▶ [Aim of the exercise] Where the data below has the string "Affero", return the whole line.

Collected data:
Segment Open

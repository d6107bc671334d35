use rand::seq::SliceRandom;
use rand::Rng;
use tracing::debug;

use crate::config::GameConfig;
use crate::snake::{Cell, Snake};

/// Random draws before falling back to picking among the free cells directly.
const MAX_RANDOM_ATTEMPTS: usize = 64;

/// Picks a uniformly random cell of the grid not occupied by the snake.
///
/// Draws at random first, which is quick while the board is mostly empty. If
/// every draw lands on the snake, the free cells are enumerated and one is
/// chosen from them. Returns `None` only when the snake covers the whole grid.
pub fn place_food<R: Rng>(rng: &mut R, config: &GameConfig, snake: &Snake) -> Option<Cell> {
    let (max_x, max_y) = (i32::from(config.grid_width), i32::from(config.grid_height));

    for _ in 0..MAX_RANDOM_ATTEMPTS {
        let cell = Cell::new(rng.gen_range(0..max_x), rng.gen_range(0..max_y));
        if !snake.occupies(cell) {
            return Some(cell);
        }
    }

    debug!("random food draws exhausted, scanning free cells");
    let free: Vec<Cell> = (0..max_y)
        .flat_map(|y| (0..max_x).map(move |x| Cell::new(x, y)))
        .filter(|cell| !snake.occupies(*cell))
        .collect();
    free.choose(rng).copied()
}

Segment Closed
Segment Open

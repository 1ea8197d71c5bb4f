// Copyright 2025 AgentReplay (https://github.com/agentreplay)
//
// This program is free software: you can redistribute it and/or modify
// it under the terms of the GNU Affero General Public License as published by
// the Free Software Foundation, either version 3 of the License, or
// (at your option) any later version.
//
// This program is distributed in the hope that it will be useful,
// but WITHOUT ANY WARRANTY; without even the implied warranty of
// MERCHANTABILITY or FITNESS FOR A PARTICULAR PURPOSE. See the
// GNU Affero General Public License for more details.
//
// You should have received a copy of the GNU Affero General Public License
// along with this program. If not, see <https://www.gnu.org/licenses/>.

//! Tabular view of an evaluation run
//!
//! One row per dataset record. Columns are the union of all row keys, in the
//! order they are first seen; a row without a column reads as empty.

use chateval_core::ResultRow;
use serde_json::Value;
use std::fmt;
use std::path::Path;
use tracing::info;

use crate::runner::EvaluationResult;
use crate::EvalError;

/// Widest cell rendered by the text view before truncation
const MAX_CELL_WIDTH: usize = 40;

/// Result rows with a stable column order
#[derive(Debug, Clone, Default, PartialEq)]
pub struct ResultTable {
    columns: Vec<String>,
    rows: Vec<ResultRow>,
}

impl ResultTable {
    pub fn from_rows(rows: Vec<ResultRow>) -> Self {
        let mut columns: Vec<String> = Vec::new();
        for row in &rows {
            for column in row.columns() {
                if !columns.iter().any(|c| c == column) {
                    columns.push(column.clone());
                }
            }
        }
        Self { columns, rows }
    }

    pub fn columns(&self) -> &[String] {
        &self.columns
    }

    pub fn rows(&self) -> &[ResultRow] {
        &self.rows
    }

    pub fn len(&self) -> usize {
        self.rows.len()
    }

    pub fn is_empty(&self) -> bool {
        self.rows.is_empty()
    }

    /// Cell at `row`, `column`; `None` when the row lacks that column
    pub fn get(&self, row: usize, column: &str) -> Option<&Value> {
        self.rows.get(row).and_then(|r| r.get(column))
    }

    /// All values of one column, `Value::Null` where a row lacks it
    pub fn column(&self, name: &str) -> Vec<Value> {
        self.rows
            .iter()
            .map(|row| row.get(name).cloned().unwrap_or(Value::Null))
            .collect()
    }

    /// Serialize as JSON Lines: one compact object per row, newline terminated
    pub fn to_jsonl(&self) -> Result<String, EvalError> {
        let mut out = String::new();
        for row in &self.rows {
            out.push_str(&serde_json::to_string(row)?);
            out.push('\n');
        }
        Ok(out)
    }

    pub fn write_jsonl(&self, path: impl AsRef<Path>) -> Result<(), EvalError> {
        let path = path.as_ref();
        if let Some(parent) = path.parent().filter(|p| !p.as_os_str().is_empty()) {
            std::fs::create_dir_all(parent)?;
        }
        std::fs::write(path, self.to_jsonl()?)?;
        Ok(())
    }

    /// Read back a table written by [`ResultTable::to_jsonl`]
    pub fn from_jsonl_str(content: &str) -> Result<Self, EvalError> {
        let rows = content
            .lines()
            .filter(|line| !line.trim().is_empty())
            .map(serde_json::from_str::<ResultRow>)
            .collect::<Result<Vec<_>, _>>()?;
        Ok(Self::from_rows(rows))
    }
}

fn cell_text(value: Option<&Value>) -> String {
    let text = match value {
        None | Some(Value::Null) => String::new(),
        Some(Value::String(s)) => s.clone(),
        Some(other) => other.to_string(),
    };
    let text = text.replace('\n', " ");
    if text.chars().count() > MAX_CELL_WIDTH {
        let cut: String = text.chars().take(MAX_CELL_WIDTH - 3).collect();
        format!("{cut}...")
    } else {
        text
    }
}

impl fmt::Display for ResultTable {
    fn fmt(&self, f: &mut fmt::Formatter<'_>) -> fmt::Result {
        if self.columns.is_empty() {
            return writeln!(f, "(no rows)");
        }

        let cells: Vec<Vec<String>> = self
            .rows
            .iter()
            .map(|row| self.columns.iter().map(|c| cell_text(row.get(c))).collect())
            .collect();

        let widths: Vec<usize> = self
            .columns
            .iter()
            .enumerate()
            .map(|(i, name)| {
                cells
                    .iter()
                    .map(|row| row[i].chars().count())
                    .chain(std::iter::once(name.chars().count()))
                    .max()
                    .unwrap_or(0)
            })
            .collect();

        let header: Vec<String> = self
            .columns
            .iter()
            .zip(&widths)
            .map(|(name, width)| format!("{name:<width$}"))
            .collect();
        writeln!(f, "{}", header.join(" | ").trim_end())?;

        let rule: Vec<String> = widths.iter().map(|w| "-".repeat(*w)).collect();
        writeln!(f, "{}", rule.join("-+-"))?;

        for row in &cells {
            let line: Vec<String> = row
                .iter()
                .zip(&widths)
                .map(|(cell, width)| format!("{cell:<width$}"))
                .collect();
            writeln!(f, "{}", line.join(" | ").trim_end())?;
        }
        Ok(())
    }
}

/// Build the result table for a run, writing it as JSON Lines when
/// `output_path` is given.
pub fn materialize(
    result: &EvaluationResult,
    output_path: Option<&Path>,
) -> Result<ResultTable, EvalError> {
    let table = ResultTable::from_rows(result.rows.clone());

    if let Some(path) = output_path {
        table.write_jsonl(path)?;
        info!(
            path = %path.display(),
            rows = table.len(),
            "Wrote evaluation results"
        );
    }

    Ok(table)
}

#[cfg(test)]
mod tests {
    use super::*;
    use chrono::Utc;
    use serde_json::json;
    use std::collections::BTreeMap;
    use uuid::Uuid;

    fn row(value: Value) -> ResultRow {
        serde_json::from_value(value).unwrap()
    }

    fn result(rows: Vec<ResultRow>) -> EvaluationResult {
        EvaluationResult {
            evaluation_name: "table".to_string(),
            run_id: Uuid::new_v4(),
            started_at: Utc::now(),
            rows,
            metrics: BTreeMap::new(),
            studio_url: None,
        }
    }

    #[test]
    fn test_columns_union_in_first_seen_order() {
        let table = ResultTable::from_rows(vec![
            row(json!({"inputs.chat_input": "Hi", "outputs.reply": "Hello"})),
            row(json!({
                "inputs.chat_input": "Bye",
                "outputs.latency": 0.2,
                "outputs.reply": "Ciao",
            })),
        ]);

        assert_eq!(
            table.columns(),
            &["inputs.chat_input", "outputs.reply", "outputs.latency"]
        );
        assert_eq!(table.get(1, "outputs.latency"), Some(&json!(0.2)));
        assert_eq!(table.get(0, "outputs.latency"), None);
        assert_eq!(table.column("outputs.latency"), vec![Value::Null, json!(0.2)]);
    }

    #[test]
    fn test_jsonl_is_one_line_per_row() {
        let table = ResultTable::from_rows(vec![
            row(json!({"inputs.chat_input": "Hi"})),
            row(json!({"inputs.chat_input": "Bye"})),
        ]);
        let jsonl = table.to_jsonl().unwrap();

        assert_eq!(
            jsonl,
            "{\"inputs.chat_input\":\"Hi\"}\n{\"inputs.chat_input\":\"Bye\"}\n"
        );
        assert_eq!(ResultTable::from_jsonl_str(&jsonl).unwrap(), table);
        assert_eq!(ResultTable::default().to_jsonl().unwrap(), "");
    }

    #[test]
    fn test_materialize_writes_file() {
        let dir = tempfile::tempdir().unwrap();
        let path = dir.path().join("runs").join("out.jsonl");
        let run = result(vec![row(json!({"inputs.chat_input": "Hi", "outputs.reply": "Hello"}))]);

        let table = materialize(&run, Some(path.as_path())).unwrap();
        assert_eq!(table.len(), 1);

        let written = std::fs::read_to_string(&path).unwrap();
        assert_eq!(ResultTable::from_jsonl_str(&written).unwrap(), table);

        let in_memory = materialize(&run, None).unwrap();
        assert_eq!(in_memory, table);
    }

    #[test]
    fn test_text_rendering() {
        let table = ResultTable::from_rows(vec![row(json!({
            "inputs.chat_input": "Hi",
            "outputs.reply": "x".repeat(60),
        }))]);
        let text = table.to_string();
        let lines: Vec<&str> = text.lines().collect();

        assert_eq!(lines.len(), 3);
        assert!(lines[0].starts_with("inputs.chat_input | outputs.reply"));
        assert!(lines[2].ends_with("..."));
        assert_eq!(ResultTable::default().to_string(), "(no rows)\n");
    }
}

Segment Closed

▶ [Output below]
// it under the terms of the GNU Affero General Public License as published by
// GNU Affero General Public License for more details.
// You should have received a copy of the GNU Affero General Public License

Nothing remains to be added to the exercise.